The above scenario is common to most physiotherapists, and highlights the need to seek a definite diagnosis as early as possible in a knee injury.  Most of the time a knee injury will be minor and not result in any significant ongoing problem but sometimes that is not the case.

Injuries to the knee

The knee is a large stable joint that is actually made up of two joints: the tibiofemoral and the patellafemoral components (three if we include the proximal tibiofibular joint.)  The stability of the joint is largely created by strong ligaments, large congruent articular surfaces and powerful muscles.  The stable structure of the knee allows it to perform its role whilst subject to large amounts of load during physical activity.  Accordingly, traumatic injury to the structures within the knee can lead to loss of stability and function.

the knee anatomy

Ligaments – There are 4 main structural ligaments of the knee that are usually considered during knee injury (remember though there are many more ligaments in and around the knee that have important functions and can get injured too)

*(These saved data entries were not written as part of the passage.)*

use std::sync::Arc;

use axum::extract::State;
use axum::routing::post;
use axum::Json;
use axum::Router;
use chrono::Utc;
use serde::Deserialize;
use uuid::Uuid;

use crate::error::AppError;
use crate::geo::validate_point;
use crate::models::business::Business;
use crate::models::courier::GeoPoint;
use crate::state::AppState;

pub fn router() -> Router<Arc<AppState>> {
    Router::new().route("/businesses", post(create_business))
}

#[derive(Deserialize)]
pub struct CreateBusinessRequest {
    pub name: String,
    pub city: String,
    pub location: GeoPoint,
}

async fn create_business(
    State(state): State<Arc<AppState>>,
    Json(payload): Json<CreateBusinessRequest>,
) -> Result<Json<Business>, AppError> {
    if payload.name.trim().is_empty() {
        return Err(AppError::BadRequest("name cannot be empty".to_string()));
    }
    if payload.city.trim().is_empty() {
        return Err(AppError::BadRequest("city cannot be empty".to_string()));
    }
    validate_point(&payload.location)?;

    let business = Business {
        id: Uuid::new_v4(),
        name: payload.name,
        city: payload.city,
        location: payload.location,
        created_at: Utc::now(),
    };

    state.businesses.insert(business.id, business.clone());
    Ok(Json(business))
}
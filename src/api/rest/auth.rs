use axum::extract::FromRequestParts;
use axum::http::request::Parts;
use uuid::Uuid;

use crate::error::AppError;
use crate::models::actor::{Actor, Role};

/// Pulls the resolved caller identity out of the `x-user-id` / `x-role`
/// headers. Session and token mechanics live in the identity collaborator
/// upstream; by the time a request reaches this service those headers are
/// trusted.
#[axum::async_trait]
impl<S> FromRequestParts<S> for Actor
where
    S: Send + Sync,
{
    type Rejection = AppError;

    async fn from_request_parts(parts: &mut Parts, _state: &S) -> Result<Self, Self::Rejection> {
        let user_id = header(parts, "x-user-id")?
            .parse::<Uuid>()
            .map_err(|_| AppError::Forbidden("invalid x-user-id header".to_string()))?;

        let role = header(parts, "x-role")?
            .parse::<Role>()
            .map_err(|_| AppError::Forbidden("invalid x-role header".to_string()))?;

        Ok(Actor { user_id, role })
    }
}

fn header<'a>(parts: &'a Parts, name: &str) -> Result<&'a str, AppError> {
    parts
        .headers
        .get(name)
        .and_then(|value| value.to_str().ok())
        .ok_or_else(|| AppError::Forbidden(format!("missing {name} header")))
}
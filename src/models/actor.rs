use serde::{Deserialize, Serialize};
use uuid::Uuid;

#[derive(Debug, Clone, Copy, PartialEq, Eq, Serialize, Deserialize)]
#[serde(rename_all = "snake_case")]
pub enum Role {
    Customer,
    Business,
    Courier,
    Admin,
}

impl std::str::FromStr for Role {
    type Err = ();

    fn from_str(s: &str) -> Result<Self, Self::Err> {
        match s {
            "customer" => Ok(Role::Customer),
            "business" => Ok(Role::Business),
            "courier" => Ok(Role::Courier),
            "admin" => Ok(Role::Admin),
            _ => Err(()),
        }
    }
}

/// Resolved caller identity. Identity/session mechanics live outside this
/// service; the transport layer hands us `(user_id, role)` and nothing more.
#[derive(Debug, Clone, Copy)]
pub struct Actor {
    pub user_id: Uuid,
    pub role: Role,
}

impl Actor {
    pub fn is_admin(&self) -> bool {
        self.role == Role::Admin
    }
}
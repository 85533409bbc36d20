use crate::speedtest::common::{send_with_retry, RetryPolicy};
use crate::{LocatorConfig, LocatorError};
use async_trait::async_trait;
use serde::Deserialize;
use std::net::IpAddr;
use tracing::debug;

/// Discovery of the caller's public IP address.
#[async_trait]
pub trait PublicIpSource: Send + Sync {
    async fn public_ip(&self) -> Result<IpAddr, LocatorError>;
}

#[derive(Debug, Deserialize)]
struct IpifyResponse {
    ip: String,
}

/// [PublicIpSource] backed by an ipify-style `{"ip": "..."}` JSON endpoint.
#[derive(Debug, Clone)]
pub struct IpifyClient {
    client: reqwest::Client,
    url: String,
    policy: RetryPolicy,
}

impl IpifyClient {
    pub fn new(config: &LocatorConfig) -> Result<Self, LocatorError> {
        Ok(IpifyClient {
            client: config.http_client()?,
            url: config.public_ip_url.clone(),
            policy: RetryPolicy::from_config(config),
        })
    }
}

#[async_trait]
impl PublicIpSource for IpifyClient {
    async fn public_ip(&self) -> Result<IpAddr, LocatorError> {
        let response = send_with_retry(&self.policy, &self.url, || {
            self.client.get(self.url.as_str()).send()
        })
        .await?;
        let body: IpifyResponse = response.json().await?;
        let ip = body.ip.trim().parse::<IpAddr>().map_err(|_| {
            LocatorError::InvalidResponse(format!(
                "{} returned an invalid address '{}'",
                self.url, body.ip
            ))
        })?;
        debug!("public ip: {}", ip);
        Ok(ip)
    }
}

  • Anterior cruciate ligament
  • Posterior cruciate ligament
  • Medial (or tibial) collateral ligament
  • Lateral (or Fibula) collateral ligament

These ligaments provide resistance to force in almost all directions and are injured when the force exceeds their capacity to respond.  For example, the medial collateral ligament is often injured by a force applied to the outside of the knee, forcing the knee open on the inside (a valgus force.)  Ligament injuries that are missed or poorly managed can result in:

  • Increased instability of the knee.
  • Ongoing pain.
  • Reduced function.
  • Risk of further injury including meniscal and cartilage injury.
  • Accelerated degeneration of the joint leading to osteoarthritis.

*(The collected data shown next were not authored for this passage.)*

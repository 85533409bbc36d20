/// Address family of an IP address string.
#[derive(Debug, Clone, Copy, PartialEq, Eq)]
pub enum IpFamily {
    V4,
    V6,
    Unknown,
}

impl IpFamily {
    /// Classify by textual shape only: any `:` means IPv6, otherwise a `.` means IPv4.
    ///
    /// `1.2.3.4:80` is therefore IPv6.
    pub fn classify(ip: &str) -> Self {
        if ip.contains(':') {
            IpFamily::V6
        } else if ip.contains('.') {
            IpFamily::V4
        } else {
            IpFamily::Unknown
        }
    }
}

/// Whether a hostname is tagged as an IPv6 endpoint (`ipv6-c001-ord001-ix...`).
pub fn is_ipv6_tagged(hostname: &str) -> bool {
    hostname.to_ascii_lowercase().contains("ipv6")
}

/// A reverse-DNS answer usable in place of the original hostname.
pub(crate) fn valid_ptr_name(name: &str) -> Option<String> {
    let name = name.trim().trim_end_matches('.');
    if name.is_empty() || name.contains(':') {
        return None;
    }
    Some(name.to_string())
}

#[cfg(test)]
mod tests {
    use super::*;

    #[test]
    fn test_classify() {
        assert_eq!(IpFamily::classify("45.57.120.66"), IpFamily::V4);
        assert_eq!(IpFamily::classify("2a00:86c0:2040::1"), IpFamily::V6);
        assert_eq!(IpFamily::classify("1.2.3.4:80"), IpFamily::V6);
        assert_eq!(IpFamily::classify("::ffff:45.57.120.66"), IpFamily::V6);
        assert_eq!(IpFamily::classify(""), IpFamily::Unknown);
        assert_eq!(IpFamily::classify("unresolved"), IpFamily::Unknown);
    }

    #[test]
    fn test_ipv6_tag() {
        assert!(is_ipv6_tagged("ipv6-c001-ord001-ix.1.oca.nflxvideo.net"));
        assert!(is_ipv6_tagged("IPV6-C001-ORD001-IX.1.oca.nflxvideo.net"));
        assert!(!is_ipv6_tagged("ipv4-c211-ord001-dev-ix.1.oca.nflxvideo.net"));
        assert!(!is_ipv6_tagged("c001.ord001.ix.nflxvideo.net"));
    }

    #[test]
    fn test_valid_ptr_name() {
        assert_eq!(
            valid_ptr_name("ipv4-c211-ord001-dev-ix.1.oca.nflxvideo.net."),
            Some("ipv4-c211-ord001-dev-ix.1.oca.nflxvideo.net".to_string())
        );
        assert_eq!(valid_ptr_name(""), None);
        assert_eq!(valid_ptr_name("2001:db8::1"), None);
    }
}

Meniscus and cartilage – The cartilage of the knee has a role in reducing friction and to act as a shock absorber within the knee.  It is particularly vulnerable to traumatic injuries, often in conjunction with ligamentous injuries.  Healing is variable and can be poor due to a number of factors including poor vascularisation (blood flow.)  Appropriate conservative management early can improve the chances of a good outcome.knee injury mechanicsSource: Anatomy & Physiology, Connexions Web site.  http://cnx.org/content/col11496/1.6/, Jun 19, 2013.

When to see someone 

Always!  It is always in your best interest to make an appointment for assessment by a practitioner who is experienced in diagnosing and treating musculoskeletal injuries as soon as practical after a knee injury.  Commonly used diagnostic tests including XRAY and ultrasound are often not adequate for diagnosing common knee injuries.  Clinical suspicion of a major knee injury can be followed by MRI imaging and referral to a specialist as necessary.  When an injury calls for conservative management, early diagnosis and correct treatment allows for improved management and outcomes.

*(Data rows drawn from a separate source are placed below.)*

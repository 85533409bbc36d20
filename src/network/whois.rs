//! ASN/ISP lookup over Team Cymru's bulk whois protocol.
//!
//! Request (one TCP connection, port 43):
//! ```text
//! begin
//! verbose
//! 45.57.120.66
//! end
//! ```
//!
//! Response:
//! ```text
//! Bulk mode; whois.cymru.com [2024-05-01 12:00:00 +0000]
//! AS      | IP               | BGP Prefix          | CC | Registry | Allocated  | AS Name
//! 2906    | 45.57.120.66     | 45.57.120.0/24      | US | arin     | 2015-03-13 | NETFLIX-ASN - Netflix Streaming Services Inc., US
//! ```
use crate::models::AsnInfo;
use crate::speedtest::RetryPolicy;
use crate::LocatorError;
use async_trait::async_trait;
use std::net::IpAddr;
use std::time::Duration;
use tokio::io::{AsyncReadExt, AsyncWriteExt};
use tokio::net::TcpStream;
use tracing::{debug, warn};

/// Routing-registry lookup of an IP address.
#[async_trait]
pub trait AsnLookup: Send + Sync {
    async fn lookup(&self, ip: IpAddr) -> Result<AsnInfo, LocatorError>;
}

/// Bulk whois client.
#[derive(Debug, Clone)]
pub struct CymruWhois {
    /// `host:port`
    server: String,
    /// bound of a single connection attempt
    timeout: Duration,
    policy: RetryPolicy,
}

impl CymruWhois {
    pub fn new(server: impl ToString, timeout: Duration) -> Self {
        CymruWhois {
            server: server.to_string(),
            timeout,
            policy: RetryPolicy::default(),
        }
    }

    /// Retry dropped connections and timeouts according to `policy`.
    pub fn with_retry_policy(self, policy: RetryPolicy) -> Self {
        Self { policy, ..self }
    }

    /// Look up several addresses over one connection.
    ///
    /// Rows come back keyed by IP; addresses the service has no data for are absent.
    pub async fn lookup_bulk(&self, ips: &[IpAddr]) -> Result<Vec<(IpAddr, AsnInfo)>, LocatorError> {
        if ips.is_empty() {
            return Ok(vec![]);
        }
        let mut query = String::from("begin\nverbose\n");
        for ip in ips {
            query.push_str(&ip.to_string());
            query.push('\n');
        }
        query.push_str("end\n");

        let attempts = self.policy.max_retries.max(1);
        let mut attempt = 0;
        loop {
            let error = match self.exchange_bounded(&query).await {
                Ok(response) => return Ok(parse_bulk_response(&response)),
                Err(e) => e,
            };
            if !error.is_retryable() || attempt + 1 >= attempts {
                return Err(error);
            }
            let backoff = self.policy.backoff(attempt);
            warn!(
                "whois query to {} failed (attempt {}/{}), retrying in {}ms: {}",
                self.server,
                attempt + 1,
                attempts,
                backoff.as_millis(),
                error
            );
            tokio::time::sleep(backoff).await;
            attempt += 1;
        }
    }

    async fn exchange_bounded(&self, query: &str) -> Result<String, LocatorError> {
        tokio::time::timeout(self.timeout, self.exchange(query))
            .await
            .map_err(|_| {
                LocatorError::Timeout(format!(
                    "whois query to {} timed out after {}s",
                    self.server,
                    self.timeout.as_secs()
                ))
            })?
    }

    async fn exchange(&self, query: &str) -> Result<String, LocatorError> {
        let mut stream = TcpStream::connect(self.server.as_str()).await?;
        stream.write_all(query.as_bytes()).await?;
        stream.flush().await?;

        let mut buf = Vec::new();
        stream.read_to_end(&mut buf).await?;
        if buf.is_empty() {
            // closed without a reply
            return Err(std::io::Error::new(
                std::io::ErrorKind::UnexpectedEof,
                format!("{} closed the connection without answering", self.server),
            )
            .into());
        }
        Ok(String::from_utf8_lossy(&buf).into_owned())
    }
}

#[async_trait]
impl AsnLookup for CymruWhois {
    async fn lookup(&self, ip: IpAddr) -> Result<AsnInfo, LocatorError> {
        let rows = self.lookup_bulk(&[ip]).await?;
        rows.into_iter()
            .find(|(row_ip, _)| *row_ip == ip)
            .map(|(_, info)| info)
            .ok_or_else(|| LocatorError::WhoisError(format!("no whois data for {}", ip)))
    }
}

fn non_empty(field: &str) -> Option<String> {
    match field.trim() {
        "" | "NA" => None,
        s => Some(s.to_string()),
    }
}

/// Parse one data row of a verbose bulk response.
pub fn parse_row(line: &str) -> Option<(IpAddr, AsnInfo)> {
    let fields: Vec<&str> = line.split('|').map(|f| f.trim()).collect();
    if fields.len() < 7 {
        return None;
    }
    let ip: IpAddr = fields[1].parse().ok()?;
    let asn = fields[0]
        .trim_start_matches("AS")
        .trim()
        .parse::<u32>()
        .ok();
    // the AS name may itself contain '|'
    let as_name = non_empty(&fields[6..].join("|"));

    Some((
        ip,
        AsnInfo {
            asn,
            as_name,
            country: non_empty(fields[3]),
            bgp_prefix: non_empty(fields[2]),
            registry: non_empty(fields[4]),
            allocated: non_empty(fields[5]),
        },
    ))
}

/// Parse a verbose bulk response, skipping the banner and header lines.
pub fn parse_bulk_response(response: &str) -> Vec<(IpAddr, AsnInfo)> {
    response
        .lines()
        .map(|l| l.trim())
        .filter(|l| !l.is_empty())
        .filter(|l| !l.starts_with("Bulk mode") && !l.starts_with("AS ") && !l.starts_with("AS|"))
        .filter_map(|l| {
            let row = parse_row(l);
            if row.is_none() {
                debug!("skipping whois line: {}", l);
            }
            row
        })
        .collect()
}

/// Look up `ip`, degrading to unknown fields on any failure.
pub async fn lookup_or_unknown(whois: &dyn AsnLookup, ip: IpAddr) -> AsnInfo {
    match whois.lookup(ip).await {
        Ok(info) => info,
        Err(e) => {
            warn!("ASN lookup for {} failed: {}", ip, e);
            AsnInfo::default()
        }
    }
}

Clinical example: Medial collateral ligament injury

MCL injury can be split into three grades:

  • Grade I – Involves a tear in a small proportion of ligament fibres
  • Grade II – Involves partial disruption to the ligament
  • Grade III –  Complete disruption to the ligament often resulting in instability of the knee and possible injury to other structures.

Whilst all are usually managed conservatively (with the exception of some grade III injuries) grade II-III injuries that are managed poorly can result in ongoing instability and pain in the knee.  Most Grade II and III injuries will be treated for a period of time in a range of motion brace that limits valgus stress to the knee, as well as physiotherapy intervention including swelling management, range of motion exercises, strengthening of the muscles of the core and lower limb, proprioception and walking and/or running retraining.  Recovery is dependent upon unloading and protecting the ligament while it heals, so early accurate diagnosis is crucial.  In the event that the knee remains unstable following immobilisation, surgery may be required.

So always see your physiotherapist or sports specialist after a knee injury.  They can help guide you on the path to recovery as soon as possible.